Admiralty Jurisdiction Act 1391
- Parliament of England
- Long title: Jurisdiction of the admiral.
- Citation: 15 Ric. 2. c. 3
- Territorial extent: England and Wales; Ireland;

Dates
- Royal assent: 3 November 1391
- Commencement: 3 November 1391
- Repealed: 1 January 1968

Other legislation
- Amended by: Civil Procedure Acts Repeal Act 1879
- Repealed by: Criminal Law Act 1967

Status: Repealed

Text of statute as originally enacted

= Admiralty Jurisdiction Act 1391 =

Act of the Parliament of England

The Admiralty Jurisdiction Act 1391 (15 Ric. 2. c. 3) was an act of the Parliament of England.

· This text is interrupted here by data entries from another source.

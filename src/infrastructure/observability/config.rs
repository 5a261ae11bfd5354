//! Observability configuration

use serde::Deserialize;

/// Prometheus metrics configuration
#[derive(Debug, Clone, Deserialize)]
pub struct MetricsConfig {
    /// Enable Prometheus metrics
    #[serde(default = "default_true")]
    pub enabled: bool,
    /// Metrics endpoint path
    #[serde(default = "default_metrics_path")]
    pub path: String,
}

impl Default for MetricsConfig {
    fn default() -> Self {
        Self {
            enabled: true,
            path: default_metrics_path(),
        }
    }
}

fn default_metrics_path() -> String {
    "/metrics".to_string()
}

fn default_true() -> bool {
    true
}
//! Tracing subscriber setup

use tracing_subscriber::{
    fmt::{self, format::FmtSpan},
    layer::SubscriberExt,
    util::SubscriberInitExt,
    EnvFilter,
};

use crate::config::{LogFormat, LoggingConfig};

/// Install the global subscriber. `RUST_LOG` overrides the configured level.
///
/// Calling this twice leaves the first subscriber in place.
pub fn init_logging(config: &LoggingConfig) {
    let filter = EnvFilter::try_from_default_env()
        .unwrap_or_else(|_| EnvFilter::new(&config.level));

    let installed = match config.format {
        LogFormat::Json => tracing_subscriber::registry()
            .with(filter)
            .with(
                fmt::layer()
                    .json()
                    .with_current_span(false)
                    .with_span_events(FmtSpan::CLOSE),
            )
            .try_init(),
        LogFormat::Pretty => tracing_subscriber::registry()
            .with(filter)
            .with(fmt::layer().with_target(true).with_span_events(FmtSpan::CLOSE))
            .try_init(),
    };

    match installed {
        Ok(()) => tracing::info!(level = %config.level, "Logging initialized"),
        Err(e) => tracing::debug!(error = %e, "Logging already initialized"),
    }
}
use std::collections::BTreeMap;

use serde::Deserialize;

use crate::infrastructure::observability::MetricsConfig;

/// Application configuration
#[derive(Debug, Clone, Deserialize, Default)]
pub struct AppConfig {
    #[serde(default)]
    pub server: ServerConfig,
    #[serde(default)]
    pub logging: LoggingConfig,
    #[serde(default)]
    pub auth: AuthConfig,
    #[serde(default)]
    pub metrics: MetricsConfig,
}

#[derive(Debug, Clone, Deserialize)]
pub struct ServerConfig {
    pub host: String,
    pub port: u16,
}

#[derive(Debug, Clone, Deserialize)]
pub struct LoggingConfig {
    pub level: String,
    #[serde(default)]
    pub format: LogFormat,
}

#[derive(Debug, Clone, Copy, Deserialize, Default, PartialEq, Eq)]
#[serde(rename_all = "lowercase")]
pub enum LogFormat {
    #[default]
    Pretty,
    Json,
}

/// Token and credential settings
#[derive(Clone, Deserialize)]
pub struct AuthConfig {
    /// HMAC signing secret, overridden by `JWT_SECRET`
    #[serde(default)]
    pub secret: Option<String>,
    #[serde(default = "default_algorithm")]
    pub algorithm: String,
    /// JWKS document, overridden by `AUTH_JWKS`
    #[serde(default)]
    pub jwks: Option<String>,
    #[serde(default = "default_token_ttl_secs")]
    pub token_ttl_secs: u64,
    #[serde(default = "default_true")]
    pub revocation_enabled: bool,
    #[serde(default = "default_purge_interval_secs")]
    pub purge_interval_secs: u64,
    #[serde(default)]
    pub principals: Vec<PrincipalSeed>,
}

impl std::fmt::Debug for AuthConfig {
    fn fmt(&self, f: &mut std::fmt::Formatter<'_>) -> std::fmt::Result {
        f.debug_struct("AuthConfig")
            .field("secret", &self.secret.as_ref().map(|_| "[REDACTED]"))
            .field("algorithm", &self.algorithm)
            .field("jwks", &self.jwks.as_ref().map(|_| "[REDACTED]"))
            .field("token_ttl_secs", &self.token_ttl_secs)
            .field("revocation_enabled", &self.revocation_enabled)
            .field("purge_interval_secs", &self.purge_interval_secs)
            .field("principals", &self.principals)
            .finish()
    }
}

/// A principal created at startup
#[derive(Clone, Deserialize)]
pub struct PrincipalSeed {
    pub id: String,
    /// Plaintext password, hashed at startup
    #[serde(default)]
    pub password: Option<String>,
    /// Precomputed Argon2 PHC string
    #[serde(default)]
    pub password_hash: Option<String>,
    #[serde(default)]
    pub roles: Vec<String>,
    #[serde(default)]
    pub attributes: BTreeMap<String, String>,
}

impl std::fmt::Debug for PrincipalSeed {
    fn fmt(&self, f: &mut std::fmt::Formatter<'_>) -> std::fmt::Result {
        f.debug_struct("PrincipalSeed")
            .field("id", &self.id)
            .field("roles", &self.roles)
            .field("attributes", &self.attributes)
            .finish_non_exhaustive()
    }
}

impl Default for ServerConfig {
    fn default() -> Self {
        Self {
            host: "0.0.0.0".to_string(),
            port: 8080,
        }
    }
}

impl Default for LoggingConfig {
    fn default() -> Self {
        Self {
            level: "info".to_string(),
            format: LogFormat::default(),
        }
    }
}

impl Default for AuthConfig {
    fn default() -> Self {
        Self {
            secret: None,
            algorithm: default_algorithm(),
            jwks: None,
            token_ttl_secs: default_token_ttl_secs(),
            revocation_enabled: true,
            purge_interval_secs: default_purge_interval_secs(),
            principals: Vec::new(),
        }
    }
}

fn default_algorithm() -> String {
    "HS256".to_string()
}

fn default_token_ttl_secs() -> u64 {
    3600
}

fn default_purge_interval_secs() -> u64 {
    300
}

fn default_true() -> bool {
    true
}

impl AppConfig {
    pub fn load() -> Result<Self, config::ConfigError> {
        let config = config::Config::builder()
            .add_source(config::File::with_name("config/default").required(false))
            .add_source(config::File::with_name("config/local").required(false))
            .add_source(
                config::Environment::with_prefix("APP")
                    .separator("__")
                    .try_parsing(true),
            )
            .build()?;

        config.try_deserialize()
    }
}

== Subsequent developments ==
The act was extended to Ireland by Poynings' Law 1495 (10 Hen. 7. c. 22 (I)).

The words from the beginning of the chapter to "his Lieutenant in anywise" were repealed by section 2 of, and part I of the schedule to, the Civil Procedure Acts Repeal Act 1879 (42 & 43 Vict. c. 59), which came into force on 15 August 1879.

The whole act, so far as unrepealed, was repealed for England and Wales by section 10(2) of, and part I of schedule 3 to, the Criminal Law Act 1967, which came into force on 1 January 1968.